WHAT THE EXERCISE ASKS> Somewhere below are a line with "base_delay * multiplier^(attempt-1)" and a later line with "attempt < self.max_attempts". Output exactly those lines and all lines between them.
──────── SOURCE INFORMATION ────────
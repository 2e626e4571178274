//! Scripted collaborators for unit tests.

use async_trait::async_trait;
use parking_lot::Mutex;
use std::collections::VecDeque;
use std::sync::Arc;
use std::sync::atomic::{AtomicBool, Ordering};
use std::time::Duration;
use tokio::sync::mpsc;

use crate::core::assistant::{AssistantError, AssistantReply, AssistantResult, BaseAssistant};
use crate::core::call_log::Turn;
use crate::core::session::MessageRoute;
use crate::core::stt::{BaseSTT, STTError, STTResult};
use crate::core::tone::ToneGenerator;

/// Collect every route queued so far without waiting.
pub fn drain_routes(rx: &mut mpsc::Receiver<MessageRoute>) -> Vec<MessageRoute> {
    let mut routes = Vec::new();
    while let Ok(route) = rx.try_recv() {
        routes.push(route);
    }
    routes
}

/// Text frames among `routes`, in order.
pub fn text_routes(routes: &[MessageRoute]) -> Vec<String> {
    routes
        .iter()
        .filter_map(|r| match r {
            MessageRoute::Text(text) => Some(text.clone()),
            _ => None,
        })
        .collect()
}

/// Tones with no samples, so tests only see the audio they produce.
pub struct SilentTones;

impl ToneGenerator for SilentTones {
    fn greeting(&self) -> Vec<f32> {
        Vec::new()
    }

    fn departure(&self) -> Vec<f32> {
        Vec::new()
    }
}

pub struct MockSTT {
    result: STTResult<String>,
    received: Arc<Mutex<Vec<Vec<f32>>>>,
    disconnected: Arc<AtomicBool>,
}

impl MockSTT {
    pub fn replying(transcript: &str) -> Self {
        Self::with_result(Ok(transcript.to_string()))
    }

    pub fn failing(error: STTError) -> Self {
        Self::with_result(Err(error))
    }

    fn with_result(result: STTResult<String>) -> Self {
        Self {
            result,
            received: Arc::new(Mutex::new(Vec::new())),
            disconnected: Arc::new(AtomicBool::new(false)),
        }
    }

    /// Buffers handed to `transcribe`, in call order.
    pub fn received(&self) -> Arc<Mutex<Vec<Vec<f32>>>> {
        self.received.clone()
    }

    pub fn disconnected(&self) -> Arc<AtomicBool> {
        self.disconnected.clone()
    }
}

#[async_trait]
impl BaseSTT for MockSTT {
    async fn transcribe(&self, samples: &[f32]) -> STTResult<String> {
        self.received.lock().push(samples.to_vec());
        self.result.clone()
    }

    async fn disconnect(&mut self) -> STTResult<()> {
        self.disconnected.store(true, Ordering::SeqCst);
        Ok(())
    }

    fn provider_name(&self) -> &'static str {
        "mock"
    }
}

/// Assistant that answers from a script and synthesizes fixed-length audio.
pub struct MockAssistant {
    replies: Mutex<VecDeque<AssistantResult<AssistantReply>>>,
    seen: Mutex<Vec<Vec<Turn>>>,
    opening: Option<String>,
    samples_per_reply: usize,
    latency: Duration,
    synthesis_fails: bool,
}

impl MockAssistant {
    pub fn new(replies: Vec<AssistantReply>) -> Self {
        Self {
            replies: Mutex::new(replies.into_iter().map(Ok).collect()),
            seen: Mutex::new(Vec::new()),
            opening: None,
            samples_per_reply: 2500,
            latency: Duration::ZERO,
            synthesis_fails: false,
        }
    }

    pub fn failing(error: AssistantError) -> Self {
        let assistant = Self::new(Vec::new());
        assistant.replies.lock().push_back(Err(error));
        assistant
    }

    pub fn with_latency(mut self, latency: Duration) -> Self {
        self.latency = latency;
        self
    }

    pub fn with_opening(mut self, line: &str) -> Self {
        self.opening = Some(line.to_string());
        self
    }

    pub fn with_failing_synthesis(mut self) -> Self {
        self.synthesis_fails = true;
        self
    }

    pub fn samples_per_reply(&self) -> usize {
        self.samples_per_reply
    }

    /// Histories passed to `respond`, in call order.
    pub fn seen(&self) -> Vec<Vec<Turn>> {
        self.seen.lock().clone()
    }
}

#[async_trait]
impl BaseAssistant for MockAssistant {
    async fn respond(&self, history: &[Turn]) -> AssistantResult<AssistantReply> {
        self.seen.lock().push(history.to_vec());
        if !self.latency.is_zero() {
            tokio::time::sleep(self.latency).await;
        }
        let next = self.replies.lock().pop_front();
        next.unwrap_or_else(|| Ok(AssistantReply::default()))
    }

    async fn synthesize(&self, _text: &str) -> AssistantResult<Vec<f32>> {
        if self.synthesis_fails {
            return Err(AssistantError::AuthenticationFailed("no speech".into()));
        }
        Ok(vec![0.25; self.samples_per_reply])
    }

    async fn opening_line(&self) -> AssistantResult<String> {
        if !self.latency.is_zero() {
            tokio::time::sleep(self.latency).await;
        }
        self.opening
            .clone()
            .ok_or_else(|| AssistantError::InvalidResponse("no opening".into()))
    }

    fn provider_name(&self) -> &'static str {
        "mock"
    }
}
use std::net::SocketAddr;
use std::path::PathBuf;

use anyhow::anyhow;
use axum_server::tls_rustls::RustlsConfig;
use clap::Parser;
use tokio::net::TcpListener;
use tracing::info;

use call_gateway::{ServerConfig, create_app, state::AppState};

/// Call Gateway - voice call bridge between audio clients and an assistant
#[derive(Parser, Debug)]
#[command(name = "call-gateway")]
#[command(version, about, long_about = None)]
struct Cli {
    /// Path to configuration file (YAML)
    #[arg(short = 'c', long = "config", value_name = "FILE")]
    config: Option<PathBuf>,
}

#[tokio::main]
async fn main() -> anyhow::Result<()> {
    // Load .env file if it exists (must be done before config loading)
    let _ = dotenvy::dotenv();

    tracing_subscriber::fmt::init();

    // Provider clients use rustls; the provider must be installed before the
    // first TLS connection.
    rustls::crypto::ring::default_provider()
        .install_default()
        .map_err(|_| anyhow!("Failed to install default crypto provider"))?;

    let cli = Cli::parse();

    let config = if let Some(config_path) = cli.config {
        info!(path = %config_path.display(), "Loading configuration from file");
        ServerConfig::from_file(&config_path).map_err(|e| anyhow!(e.to_string()))?
    } else {
        ServerConfig::from_env().map_err(|e| anyhow!(e.to_string()))?
    };

    let address = config.address();
    let tls_config = config.tls.clone();

    let app_state = AppState::new(config).map_err(|e| anyhow!(e.to_string()))?;
    let app = create_app(app_state);

    let socket_addr: SocketAddr = address
        .parse()
        .map_err(|e| anyhow!("Invalid server address '{}': {}", address, e))?;

    if let Some(tls) = tls_config {
        let rustls_config = RustlsConfig::from_pem_file(&tls.cert_path, &tls.key_path)
            .await
            .map_err(|e| {
                anyhow!(
                    "Failed to load TLS certificates from {} and {}: {}",
                    tls.cert_path.display(),
                    tls.key_path.display(),
                    e
                )
            })?;

        info!("Server listening on https://{} (TLS enabled)", socket_addr);

        axum_server::bind_rustls(socket_addr, rustls_config)
            .serve(app.into_make_service_with_connect_info::<SocketAddr>())
            .await
            .map_err(|e| anyhow!("TLS server error: {}", e))?;
    } else {
        info!("Server listening on http://{}", socket_addr);

        let listener = TcpListener::bind(&socket_addr).await?;
        axum::serve(
            listener,
            app.into_make_service_with_connect_info::<SocketAddr>(),
        )
        .await?;
    }

    Ok(())
}
//! Retry with exponential backoff for calls to external collaborators.
//!
//! Transcription, response generation and synthesis all go through
//! [`with_retry`]. What happens once retries are exhausted is decided by the
//! caller (see the orchestrator and the call session).

use serde::{Deserialize, Serialize};
use std::fmt::Display;
use std::future::Future;
use std::time::Duration;
use tracing::warn;

/// Errors that can tell whether a repeat attempt may succeed.
pub trait Retryable {
    fn is_retryable(&self) -> bool;
}

/// Backoff policy for external calls.
#[derive(Debug, Clone, PartialEq, Serialize, Deserialize)]
#[serde(default)]
pub struct RetryConfig {
    /// Total attempts per call, including the first one.
    /// Default: 3
    pub max_attempts: u32,

    /// Delay before the second attempt (milliseconds).
    /// Default: 250ms
    pub initial_delay_ms: u64,

    /// Upper bound for any single delay (milliseconds).
    /// Default: 2000ms
    pub max_delay_ms: u64,

    /// Multiplier applied per attempt.
    /// Default: 2.0
    pub backoff_multiplier: f32,
}

impl Default for RetryConfig {
    fn default() -> Self {
        Self {
            max_attempts: 3,
            initial_delay_ms: 250,
            max_delay_ms: 2000,
            backoff_multiplier: 2.0,
        }
    }
}

impl RetryConfig {
    /// A policy that makes exactly one attempt.
    pub fn disabled() -> Self {
        Self {
            max_attempts: 1,
            ..Default::default()
        }
    }

    /// Delay in milliseconds after the given (1-based) failed attempt.
    pub fn calculate_delay(&self, attempt: u32) -> u64 {
        let base_delay = self.initial_delay_ms as f64;
        let multiplier = self.backoff_multiplier as f64;

        // Exponential backoff: base_delay * multiplier^(attempt-1)
        let delay = base_delay * multiplier.powi(attempt.saturating_sub(1) as i32);
        delay.min(self.max_delay_ms as f64) as u64
    }

    /// Whether another attempt is allowed after `attempt` attempts were made.
    pub fn should_retry(&self, attempt: u32) -> bool {
        attempt < self.max_attempts
    }
}

/// Run `operation` until it succeeds, fails with a non-retryable error, or the
/// policy is exhausted. The last error is returned on failure.
pub async fn with_retry<T, E, F, Fut>(config: &RetryConfig, label: &str, mut operation: F) -> Result<T, E>
where
    F: FnMut() -> Fut,
    Fut: Future<Output = Result<T, E>>,
    E: Retryable + Display,
{
    let mut attempt = 1;
    loop {
        match operation().await {
            Ok(value) => return Ok(value),
            Err(e) if e.is_retryable() && config.should_retry(attempt) => {
                let delay = config.calculate_delay(attempt);
                warn!(
                    operation = label,
                    attempt,
                    delay_ms = delay,
                    error = %e,
                    "External call failed, retrying"
                );
                tokio::time::sleep(Duration::from_millis(delay)).await;
                attempt += 1;
            }
            Err(e) => return Err(e),
        }
    }
}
────────
RESPONSE TO THIS TASK>
        // Exponential backoff: base_delay * multiplier^(attempt-1)
        let delay = base_delay * multiplier.powi(attempt.saturating_sub(1) as i32);
        delay.min(self.max_delay_ms as f64) as u64
    }

    /// Whether another attempt is allowed after `attempt` attempts were made.
    pub fn should_retry(&self, attempt: u32) -> bool {
        attempt < self.max_attempts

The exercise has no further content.